(Extracted records)
──────────────────────────────
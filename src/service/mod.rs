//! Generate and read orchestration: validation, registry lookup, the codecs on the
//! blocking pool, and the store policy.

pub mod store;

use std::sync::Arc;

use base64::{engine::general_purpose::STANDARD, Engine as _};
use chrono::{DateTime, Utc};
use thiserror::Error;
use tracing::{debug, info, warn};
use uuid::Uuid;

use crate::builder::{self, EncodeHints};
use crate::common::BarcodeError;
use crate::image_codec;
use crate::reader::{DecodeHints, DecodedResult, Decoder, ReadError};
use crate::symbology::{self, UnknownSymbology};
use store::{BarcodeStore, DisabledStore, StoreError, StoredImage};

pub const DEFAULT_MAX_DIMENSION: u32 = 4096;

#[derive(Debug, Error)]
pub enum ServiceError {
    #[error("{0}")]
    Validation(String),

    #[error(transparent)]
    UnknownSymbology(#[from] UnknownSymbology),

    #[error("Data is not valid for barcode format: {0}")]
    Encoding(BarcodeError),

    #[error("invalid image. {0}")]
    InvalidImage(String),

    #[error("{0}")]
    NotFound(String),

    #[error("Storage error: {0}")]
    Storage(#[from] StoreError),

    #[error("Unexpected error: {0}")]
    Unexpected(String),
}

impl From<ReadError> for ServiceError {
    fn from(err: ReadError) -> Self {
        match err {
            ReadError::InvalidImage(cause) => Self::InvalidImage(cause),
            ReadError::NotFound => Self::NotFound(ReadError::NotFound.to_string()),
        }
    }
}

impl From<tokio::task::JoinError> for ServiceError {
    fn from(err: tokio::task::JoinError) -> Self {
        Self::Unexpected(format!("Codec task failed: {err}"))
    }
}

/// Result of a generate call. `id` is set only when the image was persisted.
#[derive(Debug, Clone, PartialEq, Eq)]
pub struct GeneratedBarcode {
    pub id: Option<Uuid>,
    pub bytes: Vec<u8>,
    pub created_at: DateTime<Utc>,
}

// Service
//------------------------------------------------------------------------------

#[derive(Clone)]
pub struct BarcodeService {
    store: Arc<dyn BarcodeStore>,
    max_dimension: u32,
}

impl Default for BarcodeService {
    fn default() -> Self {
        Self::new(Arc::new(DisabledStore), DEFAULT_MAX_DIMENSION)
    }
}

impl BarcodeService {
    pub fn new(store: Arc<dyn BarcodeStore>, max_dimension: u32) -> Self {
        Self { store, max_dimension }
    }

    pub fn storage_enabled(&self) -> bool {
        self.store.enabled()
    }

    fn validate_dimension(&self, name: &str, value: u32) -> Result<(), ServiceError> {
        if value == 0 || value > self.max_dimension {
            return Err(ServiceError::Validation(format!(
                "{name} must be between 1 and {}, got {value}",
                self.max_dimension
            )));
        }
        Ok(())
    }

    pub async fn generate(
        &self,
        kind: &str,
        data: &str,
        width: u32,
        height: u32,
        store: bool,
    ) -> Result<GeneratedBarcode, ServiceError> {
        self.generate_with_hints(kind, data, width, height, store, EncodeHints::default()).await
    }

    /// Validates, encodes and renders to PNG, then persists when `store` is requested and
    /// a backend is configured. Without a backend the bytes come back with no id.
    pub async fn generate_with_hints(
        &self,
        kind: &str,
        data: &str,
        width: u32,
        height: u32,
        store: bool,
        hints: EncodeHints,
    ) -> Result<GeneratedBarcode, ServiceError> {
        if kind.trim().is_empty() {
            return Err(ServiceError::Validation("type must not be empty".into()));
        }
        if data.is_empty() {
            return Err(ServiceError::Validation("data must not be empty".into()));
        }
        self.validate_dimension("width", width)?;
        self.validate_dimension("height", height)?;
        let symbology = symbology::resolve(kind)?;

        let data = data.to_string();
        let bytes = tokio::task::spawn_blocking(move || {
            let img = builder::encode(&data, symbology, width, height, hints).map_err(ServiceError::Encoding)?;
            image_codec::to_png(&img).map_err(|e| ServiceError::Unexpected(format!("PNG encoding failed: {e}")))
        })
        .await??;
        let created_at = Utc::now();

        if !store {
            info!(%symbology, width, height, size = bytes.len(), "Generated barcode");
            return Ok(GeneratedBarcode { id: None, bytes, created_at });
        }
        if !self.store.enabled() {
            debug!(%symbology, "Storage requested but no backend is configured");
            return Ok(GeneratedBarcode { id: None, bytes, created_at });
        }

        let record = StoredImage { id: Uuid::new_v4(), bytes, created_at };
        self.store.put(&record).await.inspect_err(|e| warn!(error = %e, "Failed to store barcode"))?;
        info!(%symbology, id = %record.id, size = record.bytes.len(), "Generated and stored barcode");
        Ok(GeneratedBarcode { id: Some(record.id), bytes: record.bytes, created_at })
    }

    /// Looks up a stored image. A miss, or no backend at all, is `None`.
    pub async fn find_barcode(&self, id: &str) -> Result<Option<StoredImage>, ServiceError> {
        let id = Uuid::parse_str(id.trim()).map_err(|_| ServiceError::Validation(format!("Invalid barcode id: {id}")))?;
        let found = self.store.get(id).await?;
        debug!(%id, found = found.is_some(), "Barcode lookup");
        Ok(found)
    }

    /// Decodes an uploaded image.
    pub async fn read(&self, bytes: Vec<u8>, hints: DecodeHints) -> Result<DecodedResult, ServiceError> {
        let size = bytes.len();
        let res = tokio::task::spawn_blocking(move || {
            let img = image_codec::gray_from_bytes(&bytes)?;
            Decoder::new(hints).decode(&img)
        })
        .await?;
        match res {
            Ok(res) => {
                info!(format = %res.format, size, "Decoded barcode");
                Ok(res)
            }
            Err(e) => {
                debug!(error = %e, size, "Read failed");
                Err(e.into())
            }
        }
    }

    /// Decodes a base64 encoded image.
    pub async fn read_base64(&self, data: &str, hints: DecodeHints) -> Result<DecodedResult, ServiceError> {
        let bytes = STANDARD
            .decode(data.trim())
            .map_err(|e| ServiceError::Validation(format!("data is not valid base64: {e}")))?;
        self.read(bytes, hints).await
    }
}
──────────────────────────────
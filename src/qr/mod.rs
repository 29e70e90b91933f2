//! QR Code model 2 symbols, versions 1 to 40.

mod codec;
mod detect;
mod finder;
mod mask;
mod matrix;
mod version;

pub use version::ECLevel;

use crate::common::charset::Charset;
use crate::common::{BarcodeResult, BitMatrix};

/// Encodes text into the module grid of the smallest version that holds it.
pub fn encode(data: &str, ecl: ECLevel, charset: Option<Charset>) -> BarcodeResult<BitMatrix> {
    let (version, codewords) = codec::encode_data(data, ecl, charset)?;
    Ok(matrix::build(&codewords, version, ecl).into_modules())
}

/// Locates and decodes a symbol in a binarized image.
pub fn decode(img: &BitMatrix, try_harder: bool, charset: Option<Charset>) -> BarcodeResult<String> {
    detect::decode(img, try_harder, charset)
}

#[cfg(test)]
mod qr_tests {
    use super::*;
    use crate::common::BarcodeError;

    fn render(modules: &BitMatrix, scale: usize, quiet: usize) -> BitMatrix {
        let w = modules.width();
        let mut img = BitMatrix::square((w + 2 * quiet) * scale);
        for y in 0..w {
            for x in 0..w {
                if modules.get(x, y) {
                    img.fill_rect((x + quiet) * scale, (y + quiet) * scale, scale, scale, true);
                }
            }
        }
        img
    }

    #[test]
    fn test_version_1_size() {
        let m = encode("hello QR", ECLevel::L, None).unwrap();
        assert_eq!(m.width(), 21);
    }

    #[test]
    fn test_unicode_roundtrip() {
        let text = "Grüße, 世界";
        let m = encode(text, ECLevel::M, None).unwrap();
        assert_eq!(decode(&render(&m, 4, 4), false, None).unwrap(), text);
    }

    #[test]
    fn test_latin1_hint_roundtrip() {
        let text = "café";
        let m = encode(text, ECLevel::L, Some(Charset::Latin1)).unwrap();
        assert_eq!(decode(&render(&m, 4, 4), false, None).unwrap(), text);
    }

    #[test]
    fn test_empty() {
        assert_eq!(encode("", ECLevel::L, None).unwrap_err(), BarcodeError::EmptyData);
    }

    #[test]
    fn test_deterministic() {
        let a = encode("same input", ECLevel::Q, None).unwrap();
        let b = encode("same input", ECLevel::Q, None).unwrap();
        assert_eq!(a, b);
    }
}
──────────────────────────────
The answer must be every line from the records above that contains the word "height", copied in full.

Output of the exercise
        height: u32,
        self.generate_with_hints(kind, data, width, height, store, EncodeHints::default()).await
        height: u32,
        self.validate_dimension("height", height)?;
            let img = builder::encode(&data, symbology, width, height, hints).map_err(ServiceError::Encoding)?;
            info!(%symbology, width, height, size = bytes.len(), "Generated barcode");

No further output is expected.